Brushing up on my French

by on April 13th, 2018

I sing in a local choir which is doing several French pieces for our next concert and it made me realize I’ve lost much of the French I learned in high school and college. I love the French language and while I could pick out the general sense of the songs we’re working on in choir, I came across many words I was unfamiliar with and I had to do some look ups to see what they meant.

For this I used Google Translate which is great for translating words between languages. It has its own site but you can use the same tool from a Google search if you pair it with the word ‘translate’. One of the songs we’re singing is called “Valse avec choeur” by George Bizet and while I knew the second part of the title was ‘with choir’ I didn’t recognize the first word. I used ‘translate valse’ and in recognizing it as French it translated as ‘waltz’. “Waltz with choir” definitely fits the style of the piece.

After I had finished looking up words I didn’t know from our songs, I started thinking about other ways that I could refresh my French. Since I haven’t heard it spoken in awhile I started looking up movies in French so that I could start listening to how words were pronounced. I found that my memory has Americanized the French I still remembered so that was helpful in getting French sounds back in my brain. Since French dialog in movies is still pretty fast for my level of understanding (and I had to use the English subtitles to understand what was going on), I wanted to get something that was more my speed.
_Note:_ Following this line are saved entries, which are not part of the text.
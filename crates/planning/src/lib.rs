//! Core domain for the sprint planner.
//!
//! This crate contains every record, newtype identifier, error type, and port
//! trait used by the planner and the report, plus the planning driver that
//! sequences one run. Infrastructure crates implement the traits defined here;
//! they never add domain rules.
//!
//! ## Architectural Layer
//!
//! **Business logic + port definitions.** This crate has no filesystem I/O.
//! It defines *what* is stored; `local-store` defines *how*.
//!
//! ## Module Layout
//!
//! | Module | Contents |
//! |--------|----------|
//! | [`identifiers`] | Newtype identifiers (`MilestoneNumber`, `IssueNumber`, `RepositoryId`, ...) |
//! | [`types`] | Records (`Milestone`, `Issue`, `Story`, `SummaryRow`, index documents) |
//! | [`errors`] | `PlanningError` and per-story `StoryRejection` |
//! | [`config`] | `PlanningConfig` |
//! | [`ports`] | `PlanningStore`, `StorySource`, `Clock` |
//! | [`driver`] | `PlanningDriver` |

pub mod config;
pub mod driver;
pub mod errors;
pub mod identifiers;
pub mod ports;
pub mod types;

// Re-export everything at the crate root for ergonomic usage by downstream crates.
pub use config::{PlanningConfig, DEFAULT_SPRINTS};
pub use driver::{PlanningDriver, PlanningOutcome, SkippedStory};
pub use errors::{DataFormatCause, PlanningError, StoryRejection};
pub use identifiers::{IssueNumber, MilestoneNumber, PlanningRunId, RepositoryId};
pub use ports::{Clock, PlanningStore, StorySource, SystemClock};
pub use types::{
    due_date, Issue, IssueIndex, Milestone, MilestoneIndex, MilestonePlan, NewIssue,
    PlannedStory, Story, SummaryRow, SPRINT_LENGTH_DAYS, UNASSIGNED,
};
So I signed up for Mango Languages and Transparent Languages which are both language learning tools the library offers. Both have lessons based around specific categories like shopping or eating out. This makes it easier to learn new vocabulary since word clustering is helpful in memorizing foreign languages. Past this basic similarity, their methods are a fairly different. While initially I was going to try them out and choose my favorite to stick with, I ended up liking them both, but for different reasons.

Transparent Languages focuses on vocabulary by always showing a count of the words you’ve learned and even though I’ve known many of the basic French words I was reviewing since high school, it’s still exciting to see it go up. In addition, it has a built in system for reviewing words that you haven’t revisited in the past few days. Since reviewing words overtime is super important in remembering vocab, this is a very helpful feature. When first introducing new vocab, each word has an image with it so you can picture it as more than just the written word. Sometimes there are even notes giving context for the word, like for ‘Bonjour’ which it’s noted that it can be used for saying ‘Good day’ and ‘Good afternoon’.

I also like that each of the vocab lessons has multiple ways of testing if you remember the vocab because you’re likely to come across it in various ways, and while  testing right away helps point out which words you need to spend more time memorizing, it’s good practice as well. Then, if you find you have a preferred way to review (or a way you want to work on reviewing) vocab between listening, reading, speaking, or writing, you can choose that method in the future for reviewing words.

Mango Languages is like a teaching set of flash cards. You learn a vocab word and then it immediately asks you to remember it and after a few times of remembering it between learning other words, it asks you to think about it in a different context. Like learning the words for good morning (Bonjour) and how are you (Ça va?) separately but then putting them together in a sentence like Bonjour, ça va?. While a simple compound, this changes it from just a word to a word with context.

Another great part about Mango is it gives cultural notes on words as you go along. For example, ça va literally translates as ‘it is going’ so you’re really asking ‘It’s going?’ when you ask someone how they are in French. In addition it does color coding for words so you can always see what English words match up to the French ones. So you’re learning words and phrases at the same time.

Since starting to review my French it’s becoming easier to translate again and occasionally I’ll have French words pop into my head for things I’m doing or saying. I’m already thinking about starting another language but there’s so many to choose from it might take me a little while to decide. Though, my choir sings a lot of German, so that might be next on my list.